El Parkinson le había diezmado durante los últimos años de su vida pero no por ello Juan Pablo II dejó de cumplir su papel hasta el final, al grito de "Cristo no se bajó de la cruz"
La pandemia nos ha convertido en unos blanditos: hipocondriacos, histéricos, quejumbrosos, egoístas...
Karol Wojtyla no era un tipo blandito. En la etapa final de su vida, físicamente mermado hasta la extenuación, con la muerte próxima, recibió a un directivo del Opus Dei en el Vaticano, y le habló de infancia espiritual: vuestro fundador, (San José María Escrivá), le dijo el Papa, hablaba de que ante Dios él era como un niño que balbuceaba... "pues yo no sólo balbuceo, sino que hasta babeo". En efecto, el Parkinson le había diezmado durante los últimos años de su vida y hasta la baba se le caía, pero el alma seguía en su sitio y con más fuerza que nunca. Ahora bien, no por ello dejó de cumplir su papel hasta el final, al grito de "Cristo no se bajó de la cruz".
Buen ejemplo en tiempos de Covid y de blanditos.
Además, Wojtyla mostraba retranca para eso y para mucho más.
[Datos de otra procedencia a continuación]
//! Filesystem backend, one directory per container

use async_trait::async_trait;
use pixlise_common::{PixliseError, Result};
use std::io::ErrorKind;
use std::path::{Path, PathBuf};
use tracing::{debug, instrument};

use super::ObjectStore;

#[derive(Debug, Clone)]
pub struct LocalStore {
    root: PathBuf,
}

impl LocalStore {
    pub fn new(root: impl AsRef<Path>) -> Self {
        Self {
            root: root.as_ref().to_path_buf(),
        }
    }

    fn path(&self, container: &str, key: &str) -> PathBuf {
        self.root.join(container).join(key)
    }
}

/// Every file under `dir`, as `/`-joined paths relative to `base`
fn walk(base: &Path, dir: &Path, out: &mut Vec<String>) -> std::io::Result<()> {
    for entry in std::fs::read_dir(dir)? {
        let path = entry?.path();
        if path.is_dir() {
            walk(base, &path, out)?;
        } else if let Ok(rel) = path.strip_prefix(base) {
            let key: Vec<String> = rel
                .components()
                .map(|c| c.as_os_str().to_string_lossy().into_owned())
                .collect();
            out.push(key.join("/"));
        }
    }
    Ok(())
}

#[async_trait]
impl ObjectStore for LocalStore {
    #[instrument(skip(self))]
    async fn list(&self, container: &str, prefix: &str) -> Result<Vec<String>> {
        let base = self.root.join(container);
        let prefix_owned = prefix.to_string();
        let keys = tokio::task::spawn_blocking(move || -> std::io::Result<Vec<String>> {
            let mut keys = Vec::new();
            match walk(&base, &base, &mut keys) {
                Err(e) if e.kind() == ErrorKind::NotFound => return Ok(Vec::new()),
                other => other?,
            }
            keys.retain(|k| k.starts_with(&prefix_owned));
            keys.sort();
            Ok(keys)
        })
        .await
        .map_err(|e| PixliseError::storage(container, prefix, e.to_string()))??;

        debug!(count = keys.len(), "Listed {}/{}", container, prefix);
        Ok(keys)
    }

    #[instrument(skip(self))]
    async fn get(&self, container: &str, key: &str) -> Result<Vec<u8>> {
        match tokio::fs::read(self.path(container, key)).await {
            Ok(data) => Ok(data),
            Err(e) if e.kind() == ErrorKind::NotFound => Err(PixliseError::not_found(container, key)),
            Err(e) => Err(PixliseError::storage(container, key, e.to_string())),
        }
    }

    #[instrument(skip(self, data), fields(bytes = data.len()))]
    async fn put(&self, container: &str, key: &str, data: Vec<u8>) -> Result<()> {
        let path = self.path(container, key);
        if let Some(parent) = path.parent() {
            tokio::fs::create_dir_all(parent)
                .await
                .map_err(|e| PixliseError::storage(container, key, e.to_string()))?;
        }
        tokio::fs::write(&path, data)
            .await
            .map_err(|e| PixliseError::storage(container, key, e.to_string()))?;
        debug!("Wrote {}/{}", container, key);
        Ok(())
    }
}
Cuando un obispo español acudió a Roma y le vió tan desmejorado, una sombra del "atleta de Dios" que fue, se le saltaron las lágrimas y estalló:
-Santidad, creo que esta es la última vez que nos vamos a ver.
A lo que Wojtyla respondió:
-¿Por qué? ¿Te jubilas?
Dicen los psicólogos que a partir de los sesenta comienza la 'segunda adolescencia'. Es decir, el hombre pierde fortaleza y comienza a quejarse y, sobre todo, a vivir pendiente de sí mismo y no de los demás.
Así que el Covid ha puesto de manifiesto que, cumplidos los sesenta, hay que elegir entre la segunda adolescencia y una ancianidad digna. Y ahora que vivimos más años, con más razón.
A partir de los sesenta... y antes también. Porque la quejumbrosidad, la culpa la tienen siempre los demás, se ha convertido en la marca de nuestro tiempo.